Pendant que Dreame grignote des parts de marché dans les salons, Dyson défend farouchement ses innovations dans les salles de bain. La division locale de Hambourg de la Juridiction unifiée du brevet (JUB), sous l’égide de la juge Sabine Klepsch, vient d’infliger un nouveau revers au constructeur chinois. Par le biais d’une injonction préliminaire, la justice interdit désormais la distribution de certains appareils de coiffure Dreame sur l’ensemble du territoire de la JUB ainsi qu’en Espagne.

Le litige se concentre sur le brevet européen EP 3 119 235, propriété de la marque britannique. Ce document protège spécifiquement un embout destiné aux brosses soufflantes chauffantes, une technologie largement popularisée par le célèbre Dyson Airwrap. Cette récente décision cible particulièrement le modèle Dazzle, venant ainsi prolonger une série de sanctions initiée en août dernier. Les premières interdictions frappaient déjà d’anciennes versions telles que l’AirStyle et le Dreame Pocket, avant que la Cour d’appel de Luxembourg n’étende ces restrictions aux modèles de nouvelle génération comme l’Airstyle Pro et le Pocket Neo.

Les limites d’une juridiction transfrontalière

Ces passes d’armes juridiques ont également mis en lumière toute la complexité de la compétence extraterritoriale des tribunaux européens. Les magistrats hambourgeois ont dû déterminer si l’injonction pouvait s’appliquer au Royaume-Uni et à l’Irlande du Nord, impliquant de fait la filiale néerlandaise de Dreame et son distributeur exclusif britannique, Cellcom.

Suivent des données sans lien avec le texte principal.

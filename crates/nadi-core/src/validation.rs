//! # Validation Module
//!
//! Input validation for Nadi POS.
//!
//! Validation runs at the service layer before any durable write, with the
//! SQLite constraints (NOT NULL, CHECK, foreign keys) as the final
//! backstop. Multiple layers catch different mistakes.

use crate::error::ValidationError;
use crate::money::Money;
use crate::MAX_LINE_QUANTITY;

/// Result type for validation operations.
pub type ValidationResult<T> = Result<T, ValidationError>;

/// Validates a product name.
///
/// ## Rules
/// - Must not be empty (after trimming)
/// - Must be at most 200 characters
pub fn validate_product_name(name: &str) -> ValidationResult<()> {
    let name = name.trim();

    if name.is_empty() {
        return Err(ValidationError::Required {
            field: "name".to_string(),
        });
    }

    if name.len() > 200 {
        return Err(ValidationError::TooLong {
            field: "name".to_string(),
            max: 200,
        });
    }

    Ok(())
}

/// Validates a product price.
///
/// Zero is allowed (free items); negative prices are not.
pub fn validate_price(price: Money) -> ValidationResult<()> {
    if price.is_negative() {
        return Err(ValidationError::OutOfRange {
            field: "price".to_string(),
            min: 0,
            max: i64::MAX,
        });
    }

    Ok(())
}

/// Validates a cart line quantity.
///
/// ## Rules
/// - Must be positive (callers map `qty <= 0` to removal *before* this)
/// - Must not exceed [`MAX_LINE_QUANTITY`]
pub fn validate_quantity(qty: i64) -> ValidationResult<()> {
    if qty <= 0 {
        return Err(ValidationError::MustBePositive {
            field: "quantity".to_string(),
        });
    }

    if qty > MAX_LINE_QUANTITY {
        return Err(ValidationError::OutOfRange {
            field: "quantity".to_string(),
            min: 1,
            max: MAX_LINE_QUANTITY,
        });
    }

    Ok(())
}

/// Validates a low-stock threshold.
pub fn validate_threshold(threshold: i64) -> ValidationResult<()> {
    if threshold <= 0 {
        return Err(ValidationError::MustBePositive {
            field: "threshold".to_string(),
        });
    }

    Ok(())
}

/// Validates an entity id (UUID format).
pub fn validate_id(id: &str) -> ValidationResult<()> {
    if id.trim().is_empty() {
        return Err(ValidationError::Required {
            field: "id".to_string(),
        });
    }

    uuid::Uuid::parse_str(id).map_err(|_| ValidationError::InvalidFormat {
        field: "id".to_string(),
        reason: "must be a valid UUID".to_string(),
    })?;

    Ok(())
}

#[cfg(test)]
mod tests {
    use super::*;

    #[test]
    fn test_validate_product_name() {
        assert!(validate_product_name("Kopi").is_ok());
        assert!(validate_product_name("Es Teh Manis").is_ok());
        assert!(validate_product_name("").is_err());
        assert!(validate_product_name("   ").is_err());
        assert!(validate_product_name(&"A".repeat(300)).is_err());
    }

    #[test]
    fn test_validate_price() {
        assert!(validate_price(Money::from_minor(18_000)).is_ok());
        assert!(validate_price(Money::zero()).is_ok());
        assert!(validate_price(Money::from_minor(-100)).is_err());
    }

    #[test]
    fn test_validate_quantity() {
        assert!(validate_quantity(1).is_ok());
        assert!(validate_quantity(999).is_ok());
        assert!(validate_quantity(0).is_err());
        assert!(validate_quantity(-3).is_err());
        assert!(validate_quantity(1000).is_err());
    }

    #[test]
    fn test_validate_threshold() {
        assert!(validate_threshold(5).is_ok());
        assert!(validate_threshold(0).is_err());
    }

    #[test]
    fn test_validate_id() {
        assert!(validate_id("0190e2a4-35f1-7cc3-a6a7-2a0b5a1d9b43").is_ok());
        assert!(validate_id("").is_err());
        assert!(validate_id("not-a-uuid").is_err());
    }
}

La cour a statué que Dreame Netherlands, en sa qualité d’importateur, portait la responsabilité d’infraction directe sur le territoire européen. S’appuyant sur le règlement de Bruxelles, les juges ont toutefois estimé que le lien juridique n’était pas suffisamment étroit pour soumettre l’entreprise britannique aux lois de la JUB. L’implication de la filiale néerlandaise en Irlande du Nord a été considérée comme purement réglementaire, empêchant de qualifier l’entreprise de coauteur d’un délit au regard du droit anglais. Par conséquent, la demande d’interdiction formulée par Dyson pour le marché britannique a été rejetée. Reste à observer si l’une des parties interjettera appel de cette ordonnance, alors même que la procédure sur le fond poursuit actuellement son cours en Allemagne.